1. Champ ou champ de…

L’entrée du concept de champ dans les Sciences Humaines en général, et en psychologie en particulier, s’est faite grâce aux Gestalt-psychologues (Köhler, Koffka, Wertheimer). Ils l’empruntaient à la physique pour souligner que les percepts (unités de perception), pour pouvoir être compris, devaient être référés à un champ perceptuel plus large. Tout percept n’a de sens qu’en relation aux autres, le champ de perception doit être considéré comme un tout.

Plus tard, ce sera Lewin, un de leurs collègues de l’Institut de Psychologie1 qui élargira ce concept au domaine de la psychologie sociale. Il définira le champ comme « une totalité de faits coexistants qui sont conçus comme mutuellement dépendants »2. Une des conséquences qu’il en fait découler et qui a ouvert à l’époque d’importantes polémiques est son affirmation selon laquelle le comportement peut être défini comme une fonction qui relève à la fois de la personnalité et de l’environnement, et même que l’environnement est une fonction de la personnalité et la personnalité une fonction de l’environnement. Affirmations qui relèvent presque de l’évidence pour le Gestalt-thérapeute d’aujourd’hui.

Lewin décrit le champ au moyen d’un certain nombre de principes. Malcolm Parlett3  a mis en évidence cinq de ces principes essentiels que j’invite le lecteur à reconsidérer avec attention. Aussi ne ferai-je qu’évoquer ici que quelques dimensions complémentaires :

Pour Lewin, le concept de champ équivaut à un “espace de vie” tel qu’il est phénoménologiquement vécu par un sujet donné. Cet espace de vie, malgré mais aussi avec toute l’ambiguïté introduite par l’idée d’espace, est pour Lewin fondamentalement affectif ; ainsi tout ce qui se produit dans cet espace de vie est immédiatement perçu comme désirable ou non. Le champ est construit par les valences que possèdent les êtres et les objets : la valence est une force qui attire ou repousse. Mais Lewin localisait la valence “dans la tête” du sujet considéré, plus que dans l’environnement proprement dit ou dans l’interaction entre organisme et environnement. Ce n’était donc pas telle personne qui serait désirable et posséderait une certaine valence, mais le désir, par exemple sexuel, d’un sujet à l’égard de cette personne. On retrouve bien là l’opposition entre une conception du ça selon le modèle freudien de la pulsion et une conception goodmanienne qui délocalise dans le “ça de la situation”. C’est pourquoi, pour développer ce concept de “ça de la situation”, me suis-je appuyé sur Gibson, un continuateur de Lewin, qui précisera cette approche de la valence en ajoutant le concept d’affordance, c’est-à-dire la désirabilité, l’accessibilité, la disponibilité, l’ustensilité des éléments de l’environnement4.

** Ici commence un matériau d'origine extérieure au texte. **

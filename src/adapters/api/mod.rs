//! Course backend adapters.

mod in_memory;
mod rest;

pub use in_memory::InMemoryBackend;
pub use rest::RestBackend;
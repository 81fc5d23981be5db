//! RouteGuard - admission control bound to the session store.
//!
//! The routing layer wraps each protected view in a guard; the guard
//! consults the store's current snapshot and produces the
//! Pending/Denied/Allowed decision of [`crate::domain::admit`].

use std::sync::Arc;

use crate::domain::{admit, RouteDecision};

use super::session_store::SessionStore;

/// Access-control checkpoint for protected views.
#[derive(Clone)]
pub struct RouteGuard {
    store: Arc<SessionStore>,
}

impl RouteGuard {
    pub fn new(store: Arc<SessionStore>) -> Self {
        Self { store }
    }

    /// Decides admission for one navigation attempt. Evaluated fresh on
    /// every call; nothing is persisted across attempts.
    pub fn admit(&self, requested_path: &str) -> RouteDecision {
        admit(&self.store.snapshot(), requested_path)
    }
}
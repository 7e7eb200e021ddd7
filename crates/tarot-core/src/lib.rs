//! Reading engine for the tarot bot.
//!
//! Provides the card model, deck loading and validation, the spread catalog,
//! and the drawer that samples distinct cards with independent orientations.
//! Deck and catalog are immutable once built and are passed by reference into
//! every draw.

pub mod card;
pub mod deck;
pub mod error;
pub mod reading;
pub mod spread;

pub use card::{Arcana, Card, CardNumber, Suit};
pub use deck::Deck;
pub use error::{
    CatalogError, CatalogResult, DeckLoadError, DeckResult, ReadingError, ReadingResult,
};
pub use reading::{DrawnCard, Drawer, Orientation, Reading};
pub use spread::{Spread, SpreadCatalog, title_case};
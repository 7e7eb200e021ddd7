//! Command parsing.
//!
//! Grammar, with `!` standing for the configured prefix:
//!
//! ```text
//! !tarot [spread] [question...]
//! !card [name...]
//! !cards
//! !daily
//! !help
//! ```

use crate::error::{BotError, BotResult};

/// Spread used when `tarot` is given no spread.
pub const DEFAULT_SPREAD: &str = "single";

/// A parsed chat command.
#[derive(Debug, Clone, PartialEq, Eq)]
pub enum Command {
    /// Draw a reading.
    Tarot {
        /// Spread identifier (lowercased).
        spread: String,
        /// Optional question, the rest of the message.
        question: Option<String>,
    },
    /// Show one card by name, or a random card without a query.
    Card {
        /// Name query.
        query: Option<String>,
    },
    /// List the deck.
    Cards,
    /// Draw the daily card.
    Daily,
    /// Show the help menu.
    Help,
}

/// Parse a chat message.
///
/// Returns `None` when the message does not start with `prefix`, so ordinary
/// chatter is ignored. Command names are case-insensitive.
pub fn parse_message(content: &str, prefix: &str) -> Option<BotResult<Command>> {
    let body = content.trim().strip_prefix(prefix)?;
    let (name, rest) = split_word(body);
    let name = name.to_lowercase();

    let command = match name.as_str() {
        "tarot" => {
            let (spread, question) = split_word(rest);
            let spread = if spread.is_empty() {
                DEFAULT_SPREAD.to_string()
            } else {
                spread.to_lowercase()
            };
            Ok(Command::Tarot {
                spread,
                question: non_empty(question),
            })
        }
        "card" => Ok(Command::Card {
            query: non_empty(rest),
        }),
        "cards" => Ok(Command::Cards),
        "daily" => Ok(Command::Daily),
        "help" => Ok(Command::Help),
        _ => Err(BotError::UnknownCommand(name)),
    };
    Some(command)
}

/// First whitespace-delimited word and the trimmed remainder.
fn split_word(text: &str) -> (&str, &str) {
    let text = text.trim_start();
    match text.find(char::is_whitespace) {
        Some(i) => (&text[..i], text[i..].trim()),
        None => (text, ""),
    }
}

fn non_empty(text: &str) -> Option<String> {
    let text = text.trim();
    (!text.is_empty()).then(|| text.to_string())
}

Chez Lewin, l’organisme (humain ou animal) dispose d’une liberté de mouvement à l’intérieur de son champ. À nouveau, nous retrouvons ici l’ambiguïté relevée plus haut et qui mènera inéluctablement à la superposition et à la confusion entre deux types d’espace, l’espace phénoménologique de vie et l’espace physique. Mais, comme l’ont fait remarquer maints commentateurs ultérieurs, c’est la vie elle-même et non pas Lewin qui superpose volontiers notre expérience de l’espace avec notre expérience de champ.

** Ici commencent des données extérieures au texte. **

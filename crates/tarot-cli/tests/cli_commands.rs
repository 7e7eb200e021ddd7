//! End-to-end tests for the `tarot` binary.

#![allow(deprecated)] // Command::cargo_bin – macro replacement not yet stable

use std::fs;

use assert_cmd::Command;
use predicates::prelude::*;
use tempfile::TempDir;

/// A three-card deck file.
fn tiny_deck() -> TempDir {
    let dir = TempDir::new().unwrap();
    fs::write(
        dir.path().join("deck.json"),
        r#"[
  {"number": 0, "name": "The Fool", "arcana": "major", "suit": null,
   "keywords": ["beginnings"], "meaning_up": "Leap.", "meaning_rev": "Stumble."},
  {"number": 1, "name": "Ace of Cups", "arcana": "minor", "suit": "cups",
   "keywords": ["love"], "meaning_up": "New feelings.", "meaning_rev": "Blocked feelings."},
  {"number": 2, "name": "Two of Cups", "arcana": "minor", "suit": "cups",
   "keywords": ["unity"], "meaning_up": "Partnership.", "meaning_rev": "Imbalance."}
]
"#,
    )
    .unwrap();
    dir
}

fn tarot() -> Command {
    let mut cmd = Command::cargo_bin("tarot").unwrap();
    cmd.env_remove("TAROT_DECK")
        .env_remove("TAROT_SPREADS")
        .env_remove("TAROT_SEED")
        .env_remove("TAROT_ASSETS")
        .env("NO_COLOR", "1");
    cmd
}

// ---------------------------------------------------------------------------
// read
// ---------------------------------------------------------------------------

#[test]
fn read_three_card_with_question() {
    let assets = TempDir::new().unwrap();
    tarot()
        .args(["--seed", "7", "--assets"])
        .arg(assets.path())
        .args(["read", "three_card", "Will I get the job?"])
        .assert()
        .success()
        .stdout(predicate::str::contains("Tarot Reading - Three Card"))
        .stdout(predicate::str::contains("### Past"))
        .stdout(predicate::str::contains("### Present"))
        .stdout(predicate::str::contains("### Future"))
        .stdout(predicate::str::contains("Will I get the job?"))
        .stdout(predicate::str::contains("Reading for you"))
        .stdout(predicate::str::contains("card_3.png"));
}

#[test]
fn read_defaults_to_single() {
    tarot()
        .args(["--seed", "1", "read"])
        .assert()
        .success()
        .stdout(predicate::str::contains("Tarot Reading - Single"))
        .stdout(predicate::str::contains("### Present"));
}

#[test]
fn read_is_reproducible_with_seed() {
    let first = tarot()
        .args(["--seed", "99", "read", "celtic_cross"])
        .output()
        .unwrap();
    let second = tarot()
        .args(["--seed", "99", "read", "celtic_cross"])
        .output()
        .unwrap();
    assert!(first.status.success());
    assert_eq!(first.stdout, second.stdout);
}

#[test]
fn read_writes_images() {
    let out = TempDir::new().unwrap();
    tarot()
        .args(["--seed", "3", "--out"])
        .arg(out.path())
        .args(["read", "relationship"])
        .assert()
        .success()
        .stdout(predicate::str::contains("Saved"));

    for i in 1..=4 {
        let bytes = fs::read(out.path().join(format!("card_{i}.png"))).unwrap();
        assert_eq!(&bytes[..8], b"\x89PNG\r\n\x1a\n");
    }
}

#[test]
fn read_unknown_spread_lists_catalog() {
    tarot()
        .args(["read", "tree_of_life"])
        .assert()
        .success()
        .stdout(predicate::str::contains("Available Tarot Spreads"))
        .stdout(predicate::str::contains("Celtic Cross"))
        .stdout(predicate::str::contains("!tarot career [question]"));
}

#[test]
fn read_too_large_for_deck() {
    let deck = tiny_deck();
    tarot()
        .arg("--deck")
        .arg(deck.path().join("deck.json"))
        .args(["read", "celtic_cross"])
        .assert()
        .success()
        .stdout(predicate::str::contains(
            "needs 10 cards but the deck only has 3",
        ));
}

#[test]
fn read_with_custom_spread_catalog() {
    let dir = TempDir::new().unwrap();
    let path = dir.path().join("spreads.json");
    fs::write(
        &path,
        r#"[{"id": "crossroads", "positions": ["Left Path", "Right Path"]}]"#,
    )
    .unwrap();
    tarot()
        .arg("--spreads")
        .arg(&path)
        .args(["--seed", "2", "read", "crossroads"])
        .assert()
        .success()
        .stdout(predicate::str::contains("### Left Path"))
        .stdout(predicate::str::contains("### Right Path"));
}

// ---------------------------------------------------------------------------
// card / cards / daily / spreads
// ---------------------------------------------------------------------------

#[test]
fn card_lookup() {
    tarot()
        .args(["card", "fool"])
        .assert()
        .success()
        .stdout(predicate::str::contains("The Fool"))
        .stdout(predicate::str::contains("Upright Meaning"))
        .stdout(predicate::str::contains("Reversed Meaning"));
}

#[test]
fn card_multi_word_lookup() {
    tarot()
        .args(["card", "queen", "of", "swords"])
        .assert()
        .success()
        .stdout(predicate::str::contains("Queen of Swords"))
        .stdout(predicate::str::contains("Swords"));
}

#[test]
fn card_not_found() {
    tarot()
        .args(["card", "zzzznotacard"])
        .assert()
        .success()
        .stdout(predicate::str::contains("Card 'zzzznotacard' not found"));
}

#[test]
fn cards_listing() {
    tarot()
        .arg("cards")
        .assert()
        .success()
        .stdout(predicate::str::contains("Major Arcana (22 cards)"))
        .stdout(predicate::str::contains("Total: 78 cards"));
}

#[test]
fn cards_table() {
    tarot()
        .args(["cards", "--table"])
        .assert()
        .success()
        .stdout(predicate::str::contains("King of Pentacles"))
        .stdout(predicate::str::contains("78 cards"));
}

#[test]
fn daily_card() {
    tarot()
        .args(["--user", "ana", "daily"])
        .assert()
        .success()
        .stdout(predicate::str::contains("Your Daily Tarot Card"))
        .stdout(predicate::str::contains("Message for Today"))
        .stdout(predicate::str::contains("For ana"));
}

#[test]
fn spreads_listing() {
    tarot()
        .arg("spreads")
        .assert()
        .success()
        .stdout(predicate::str::contains("Three Card"))
        .stdout(predicate::str::contains("10 cards"));
}

// ---------------------------------------------------------------------------
// chat
// ---------------------------------------------------------------------------

#[test]
fn chat_answers_prefixed_messages() {
    tarot()
        .args(["--seed", "5", "chat"])
        .write_stdin("hello\n!daily\n!tarot three_card\n!nope\nquit\n")
        .assert()
        .success()
        .stdout(predicate::str::contains("Your Daily Tarot Card"))
        .stdout(predicate::str::contains("Tarot Reading - Three Card"))
        .stdout(predicate::str::contains("Command not found"));
}

#[test]
fn chat_custom_prefix() {
    tarot()
        .args(["chat", "--prefix", "?"])
        .write_stdin("?help\n")
        .assert()
        .success()
        .stdout(predicate::str::contains("?tarot [spread] [question]"));
}

// ---------------------------------------------------------------------------
// startup errors
// ---------------------------------------------------------------------------

#[test]
fn malformed_deck_is_fatal() {
    let dir = TempDir::new().unwrap();
    let path = dir.path().join("deck.json");
    fs::write(&path, "[]").unwrap();
    tarot()
        .arg("--deck")
        .arg(&path)
        .arg("daily")
        .assert()
        .failure()
        .stderr(predicate::str::contains("error: failed to load deck: deck contains no cards"));
}

#[test]
fn missing_deck_file_is_fatal() {
    tarot()
        .args(["--deck", "/nonexistent/deck.json", "cards"])
        .assert()
        .failure()
        .stderr(predicate::str::contains("could not read deck file"));
}

#[test]
fn deck_from_environment() {
    let deck = tiny_deck();
    tarot()
        .env("TAROT_DECK", deck.path().join("deck.json"))
        .arg("cards")
        .assert()
        .success()
        .stdout(predicate::str::contains("Total: 3 cards"));
}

Puisque le champ est constitué d’un organisme (perpétuellement en mouvement) et d’un environnement (dont la perception est également dynamique),  le champ est animé d’un processus sans cesse changeant. Ce changement est autant le fait des mouvements que l’organisme y imprime que des variations de l’environnement et de l’évolution des situations. Le comportement doit alors être compris non pas comme le produit direct du passé mais comme celui de la totalité de la situation en cours (principe de contemporanéïté).

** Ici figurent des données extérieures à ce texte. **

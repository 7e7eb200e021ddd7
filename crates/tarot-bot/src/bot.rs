//! The command dispatcher.
//!
//! `TarotBot` keeps the drawer (the only mutable state) behind a mutex that
//! is held only for the draw itself, and shares the deck, catalog and image
//! renderer with rendering tasks, so one bot serves concurrent requests. Every per-request error
//! becomes a user-visible reply; nothing here panics or propagates to the
//! transport.

use std::sync::{Arc, Mutex, MutexGuard, PoisonError};

use tarot_core::{Card, Deck, DrawnCard, Drawer, ReadingError, SpreadCatalog};
use tarot_render::text::{
    card_sections, daily_headline, daily_sections, deck_sections, render_reading, spread_sections,
};
use tarot_render::{CardImageRenderer, Section};

use crate::command::{Command, parse_message};
use crate::config::BotConfig;
use crate::error::{BotError, BotResult};
use crate::reply::{Accent, Embed, Reply, truncate_chars};

/// Position label of the daily card.
const DAILY_POSITION: &str = "Today";

/// Dispatches chat commands against a loaded deck and catalog.
pub struct TarotBot {
    deck: Arc<Deck>,
    catalog: Arc<SpreadCatalog>,
    renderer: Arc<CardImageRenderer>,
    drawer: Mutex<Drawer>,
    config: BotConfig,
}

impl TarotBot {
    /// Create a dispatcher. The deck and catalog are never mutated afterwards.
    pub fn new(deck: Deck, catalog: SpreadCatalog, config: BotConfig) -> Self {
        let drawer = match config.seed {
            Some(seed) => Drawer::seeded(seed),
            None => Drawer::from_os_rng(),
        };
        Self {
            deck: Arc::new(deck),
            catalog: Arc::new(catalog),
            renderer: Arc::new(CardImageRenderer::new(config.render.clone())),
            drawer: Mutex::new(drawer),
            config,
        }
    }

    /// The loaded deck.
    pub fn deck(&self) -> &Deck {
        &self.deck
    }

    /// The spread catalog.
    pub fn catalog(&self) -> &SpreadCatalog {
        &self.catalog
    }

    /// The active configuration.
    pub fn config(&self) -> &BotConfig {
        &self.config
    }

    /// Exclusive access to the RNG streams. Never held across an await.
    fn drawer(&self) -> MutexGuard<'_, Drawer> {
        // A panic mid-draw leaves the RNG state usable.
        self.drawer.lock().unwrap_or_else(PoisonError::into_inner)
    }

    /// Handle one chat message from `author`.
    ///
    /// Messages without the command prefix produce no replies.
    pub async fn handle_message(&self, author: &str, content: &str) -> Vec<Reply> {
        match parse_message(content, &self.config.prefix) {
            None => Vec::new(),
            Some(Ok(command)) => self.execute(command, author).await,
            Some(Err(err)) => vec![self.error_reply(&err)],
        }
    }

    /// Run a parsed command for `author`.
    pub async fn execute(&self, command: Command, author: &str) -> Vec<Reply> {
        tracing::debug!(?command, author, "executing command");
        let result = match command {
            Command::Tarot { spread, question } => {
                self.tarot(&spread, question.as_deref(), author).await
            }
            Command::Card { query } => self.card(query.as_deref()).await,
            Command::Cards => Ok(vec![self.cards()]),
            Command::Daily => Ok(vec![self.daily(author)]),
            Command::Help => Ok(vec![self.help()]),
        };
        result.unwrap_or_else(|err| vec![self.error_reply(&err)])
    }

    async fn tarot(
        &self,
        spread_id: &str,
        question: Option<&str>,
        author: &str,
    ) -> BotResult<Vec<Reply>> {
        if spread_id == "help" {
            return Ok(vec![self.spread_listing()]);
        }
        let drawn = self
            .drawer()
            .draw(&self.deck, &self.catalog, spread_id, question);
        let reading = match drawn {
            Ok(reading) => reading,
            Err(ReadingError::UnknownSpread { id }) => {
                tracing::warn!(spread = %id, "unknown spread requested");
                return Ok(vec![self.spread_listing()]);
            }
            Err(err) => return Err(err.into()),
        };

        let text = render_reading(&reading);
        let mut embed = Embed::new(
            format!("🔮 Tarot Reading - {}", reading.spread_name()),
            Accent::DarkPurple,
        )
        .description(truncate_chars(&text, self.config.display_limit))
        .footer(format!("Reading for {author}"));
        if let Some(question) = &reading.question {
            embed = embed.field(Section::new("Question", question.clone()));
        }

        let mut replies = vec![Reply::embed(embed)];
        let images = self.render_images(reading.cards).await?;
        replies.extend(
            images
                .into_iter()
                .enumerate()
                .map(|(i, png)| Reply::file(format!("card_{}.png", i + 1), png)),
        );
        Ok(replies)
    }

    /// Render every card on a blocking task, then collect in position order.
    async fn render_images(&self, cards: Vec<DrawnCard>) -> BotResult<Vec<Vec<u8>>> {
        let handles: Vec<_> = cards
            .into_iter()
            .map(|drawn| {
                let renderer = Arc::clone(&self.renderer);
                tokio::task::spawn_blocking(move || renderer.render_png(&drawn))
            })
            .collect();

        let mut images = Vec::with_capacity(handles.len());
        for handle in handles {
            images.push(handle.await??);
        }
        Ok(images)
    }

    async fn card(&self, query: Option<&str>) -> BotResult<Vec<Reply>> {
        let card = match query {
            Some(query) => self.deck.lookup(query)?.clone(),
            None => self.random_card(),
        };

        let accent = if card.is_major() {
            Accent::Gold
        } else {
            Accent::Blue
        };
        let embed = Embed::new(format!("🃏 {}", card.name), accent)
            .fields(card_sections(&card))
            .footer(format!("Draw this card with {}tarot command", self.config.prefix));
        let mut replies = vec![Reply::embed(embed)];

        if let Some(path) = self.renderer.existing_asset(&card) {
            match tokio::fs::read(&path).await {
                Ok(data) => {
                    let filename = format!("tarot_card.{}", self.renderer.config().extension);
                    replies.push(Reply::file(filename, data));
                }
                Err(err) => {
                    tracing::debug!(path = %path.display(), error = %err, "card art not sent");
                }
            }
        }
        Ok(replies)
    }

    fn random_card(&self) -> Card {
        self.drawer().random_card(&self.deck).clone()
    }

    fn cards(&self) -> Reply {
        let embed = Embed::new("🃏 Tarot Deck Contents", Accent::DarkGreen)
            .fields(deck_sections(&self.deck))
            .footer(format!("Total: {} cards", self.deck.size()));
        Reply::embed(embed)
    }

    fn daily(&self, author: &str) -> Reply {
        let drawn = self.drawer().draw_one(&self.deck, DAILY_POSITION);
        let embed = Embed::new("📅 Your Daily Tarot Card", Accent::DarkBlue)
            .description(daily_headline(&drawn))
            .fields(daily_sections(&drawn))
            .footer(format!("For {author}"));
        Reply::embed(embed)
    }

    fn help(&self) -> Reply {
        let p = &self.config.prefix;
        let spreads: Vec<&str> = self.catalog.ids().collect();
        let commands = [
            (
                format!("{p}tarot [spread] [question]"),
                format!("Get a tarot reading\nSpreads: {}", spreads.join(", ")),
            ),
            (format!("{p}tarot help"), "Show available spreads".to_string()),
            (
                format!("{p}card [name]"),
                "Get information about a specific card".to_string(),
            ),
            (
                format!("{p}cards"),
                "List all tarot cards in the deck".to_string(),
            ),
            (format!("{p}daily"), "Get your daily tarot card".to_string()),
            (format!("{p}help"), "Show this help menu".to_string()),
        ];

        let usage = format!(
            "1. Use `{p}tarot three_card` for a simple reading\n\
             2. Add your question: `{p}tarot career What path should I take?`\n\
             3. The bot will send both text interpretation and card images"
        );
        let embed = Embed::new("🔮 Tarot Reading Bot - Help Guide", Accent::DarkPurple)
            .description("A spiritual guide to your questions through tarot cards")
            .fields(commands.into_iter().map(|(c, d)| Section::new(c, d)))
            .field(Section::new("📚 How to Use", usage))
            .footer("Remember: Tarot is a guide, not destiny. Trust your intuition.");
        Reply::embed(embed)
    }

    fn spread_listing(&self) -> Reply {
        let embed = Embed::new("🔮 Available Tarot Spreads", Accent::Purple)
            .description("Choose a spread type:")
            .fields(spread_sections(&self.catalog, &self.config.prefix));
        Reply::embed(embed)
    }

    fn error_reply(&self, err: &BotError) -> Reply {
        let p = &self.config.prefix;
        let message = match err {
            BotError::UnknownCommand(_) => {
                format!("❌ Command not found. Use `{p}help` to see available commands.")
            }
            BotError::Reading(ReadingError::CardNotFound { query }) => {
                format!("❌ Card '{query}' not found. Try `{p}cards` to see all cards.")
            }
            BotError::Reading(err) => format!("❌ {}", capitalize(&err.to_string())),
            other => {
                tracing::warn!(error = %other, "command failed");
                format!("❌ An error occurred: {other}")
            }
        };
        Reply::text(message)
    }
}

fn capitalize(text: &str) -> String {
    let mut chars = text.chars();
    match chars.next() {
        Some(first) => first.to_uppercase().chain(chars).collect(),
        None => String::new(),
    }
}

Le champ est constitué de tout ce qui est pertinent pour un sujet à un moment donné : « Ce qui est réel est ce qui a des effets », écrivait Lewin5. Mais étant donné que Lewin se rendait bien compte que les sujets ne connaissaient pas toujours tous les facteurs qui pouvaient s’avérer pertinents et affecter leur expérience, il fut contraint d’admettre que le champ (qu’il voulait subjectif, “dans la tête” du sujet considéré) pouvait comporter des éléments complètement en dehors de la psyché de la personne. Je pourrais illustrer ceci en prenant l’exemple de l’amiante dont les effets dans “l’espace de vie” de nombreuses personnes sont restés longtemps totalement ignorés et non conscientisés. Il n’empêche que cela faisait partie de leur champ. Certains avancent une hypothèse du même type à propos des ondes radio et téléphoniques qui nous traversent en permanence avec la multiplication des émetteurs et des récepteurs autour de nous. Est-ce que le champ d’un sujet donné se limite à son champ de conscience ou peut-on l’élargir à son champ d’expérience, si toutefois on veut bien poser que, tel l’anneau de Moebius, il n’est pas de séparation entre l’expérience consciente et celle qui ne l’est pas ? 

De ce survol de l’approche lewinienne du champ, je retiens que le champ est toujours champ de [quelqu’un, par exemple]. Mais dire que le champ est le champ de quelqu’un n’équivaut pas à considérer que son champ n’est que son champ de conscience. Au même titre qu’un spécialiste peut identifier la présence d’amiante dans l’espace de vie d’un sujet qui n’en est pas conscient, un “tiers-instruit” peut relever dans le champ d’un sujet donné la présence d’éléments ou de facteurs qui vont affecter son comportement bien que ce sujet n’en soit pas conscient.

Je retiens également que certaines formulations lewiniennes (champ=espace, par exemple) peuvent conduire à considérer le champ comme une entité, comme s’il pouvait exister indépendamment de quelqu’un qui le constituerait. En cela, ma lecture de Lewin diffère un peu de celle que Frank Staemmler nous propose dans “La tour de Babel”6 , et plus encore de celle de Gilles Delisle qui parle des ‘micro-champs introjetés’ et transforme ainsi le champ en une entité. Le champ a à être pensé en tant qu’expérience. On n’introjette pas une expérience puisque c’est l’introjection qui est elle-même modalité d’expérience.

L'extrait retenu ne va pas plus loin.